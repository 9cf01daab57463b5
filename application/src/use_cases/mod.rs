//! Use cases
//!
//! Application-level operations that orchestrate domain logic.

pub mod run_analysis;
//! In-process metrics sink.

use std::sync::{Mutex, MutexGuard, PoisonError};
use std::time::Duration;
use wallbounce_application::{MetricsSink, MetricsSnapshot, RequestOutcome};
use wallbounce_domain::ProviderId;

#[derive(Default)]
struct Totals {
    snapshot: MetricsSnapshot,
    total_request_latency_ms: u64,
}

/// Counters kept in memory for the lifetime of the process; read them back
/// with [`MetricsSink::snapshot`].
#[derive(Default)]
pub struct InMemoryMetrics {
    totals: Mutex<Totals>,
}

impl InMemoryMetrics {
    pub fn new() -> Self {
        Self::default()
    }

    fn lock(&self) -> MutexGuard<'_, Totals> {
        self.totals.lock().unwrap_or_else(PoisonError::into_inner)
    }
}

fn millis(latency: Duration) -> u64 {
    u64::try_from(latency.as_millis()).unwrap_or(u64::MAX)
}

impl MetricsSink for InMemoryMetrics {
    fn record_provider_call(&self, provider: &ProviderId, success: bool, latency: Duration) {
        let mut totals = self.lock();
        let counters = totals
            .snapshot
            .providers
            .entry(provider.clone())
            .or_default();
        if success {
            counters.successes += 1;
        } else {
            counters.failures += 1;
        }
        counters.total_latency_ms = counters.total_latency_ms.saturating_add(millis(latency));
    }

    fn record_request(&self, latency: Duration, outcome: RequestOutcome) {
        let mut totals = self.lock();
        totals.total_request_latency_ms =
            totals.total_request_latency_ms.saturating_add(millis(latency));
        totals.snapshot.requests += 1;
        *totals.snapshot.outcomes.entry(outcome).or_insert(0) += 1;
        totals.snapshot.mean_request_latency_ms =
            totals.total_request_latency_ms / totals.snapshot.requests;
    }

    fn record_cache_lookup(&self, hit: bool) {
        let mut totals = self.lock();
        if hit {
            totals.snapshot.cache_hits += 1;
        } else {
            totals.snapshot.cache_misses += 1;
        }
    }

    fn snapshot(&self) -> Option<MetricsSnapshot> {
        Some(self.lock().snapshot.clone())
    }
}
---
**BRIEF**: Output the lines from the one holding "pub struct InMemoryMetrics" to the last line of the material, inclusive, exactly as they appear. Add no others.

**EXPECTED ANSWER**:
pub struct InMemoryMetrics {
    totals: Mutex<Totals>,
}

impl InMemoryMetrics {
    pub fn new() -> Self {
        Self::default()
    }

    fn lock(&self) -> MutexGuard<'_, Totals> {
        self.totals.lock().unwrap_or_else(PoisonError::into_inner)
    }
}

fn millis(latency: Duration) -> u64 {
    u64::try_from(latency.as_millis()).unwrap_or(u64::MAX)
}

impl MetricsSink for InMemoryMetrics {
    fn record_provider_call(&self, provider: &ProviderId, success: bool, latency: Duration) {
        let mut totals = self.lock();
        let counters = totals
            .snapshot
            .providers
            .entry(provider.clone())
            .or_default();
        if success {
            counters.successes += 1;
        } else {
            counters.failures += 1;
        }
        counters.total_latency_ms = counters.total_latency_ms.saturating_add(millis(latency));
    }

    fn record_request(&self, latency: Duration, outcome: RequestOutcome) {
        let mut totals = self.lock();
        totals.total_request_latency_ms =
            totals.total_request_latency_ms.saturating_add(millis(latency));
        totals.snapshot.requests += 1;
        *totals.snapshot.outcomes.entry(outcome).or_insert(0) += 1;
        totals.snapshot.mean_request_latency_ms =
            totals.total_request_latency_ms / totals.snapshot.requests;
    }

    fn record_cache_lookup(&self, hit: bool) {
        let mut totals = self.lock();
        if hit {
            totals.snapshot.cache_hits += 1;
        } else {
            totals.snapshot.cache_misses += 1;
        }
    }

    fn snapshot(&self) -> Option<MetricsSnapshot> {
        Some(self.lock().snapshot.clone())
    }
}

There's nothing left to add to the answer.